┌─ Supplied entries
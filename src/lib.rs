//! # stw-gen
//!
//! Generator for the Simple Transonic Wing aeroelastic benchmark archive.
//!
//! This crate builds every repository-owned artifact of the benchmark
//! from first principles:
//! - Baseline aircraft geometry (wing planform, tails, nacelle, fuselage,
//!   wingbox layout)
//! - Airfoil handling (NACA 4-digit generation, Selig files, resampling,
//!   blunt trailing edges)
//! - The ruled OML loft and structured surface meshes
//! - Fitted FFD control lattices (basic and advanced layouts, three
//!   resolutions)
//! - The CFD mesh level schedule with per-level surfaces and extrusion
//!   option sets
//! - Wingbox shell meshes as Nastran bulk data, at three refinement
//!   levels and three element orders
//! - Aircraft specification and flight point tables, plus the Breguet
//!   mission performance analysis they feed
//!
//! The [`pipeline`] module ties the steps together and writes the whole
//! archive in one call.

pub mod airfoil;
pub mod ffd;
pub mod geometry;
pub mod io;
pub mod meshing;
pub mod oml;
pub mod performance;
pub mod pipeline;
pub mod specs;
pub mod structures;
pub mod types;

// Re-export the types most users touch
pub use airfoil::{Airfoil, naca4};
pub use io::{read_airfoil_dat, read_plot3d, write_plot3d};
pub use ffd::{FfdLattice, FfdLayout, FfdResolution, Margins, fit_lattice};
pub use geometry::{AircraftGeometry, WingPlanform, simple_transonic_wing};
pub use meshing::{ExtrusionOptions, MeshLevel};
pub use oml::{SpanSpacing, SurfaceMesh, WingLoft};
pub use performance::{MissionAnalysis, MissionPerformance, PointLoads};
pub use pipeline::{Pipeline, PipelineConfig, PipelineReport};
pub use specs::{AircraftSpecs, FlightPoint, FlightPointSet, isa_atmosphere};
pub use structures::{
    ElementOrder, WingboxGrid, WingboxLevel, WingboxMesh, WingboxMesher,
};
pub use types::{Axis, AxisFrame, ChordFraction, Eta, Point3};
└─
Exercise: Each line in the data that holds the string "archive" needs to be copied.

Response:
//! Generator for the Simple Transonic Wing aeroelastic benchmark archive.
//! archive in one call.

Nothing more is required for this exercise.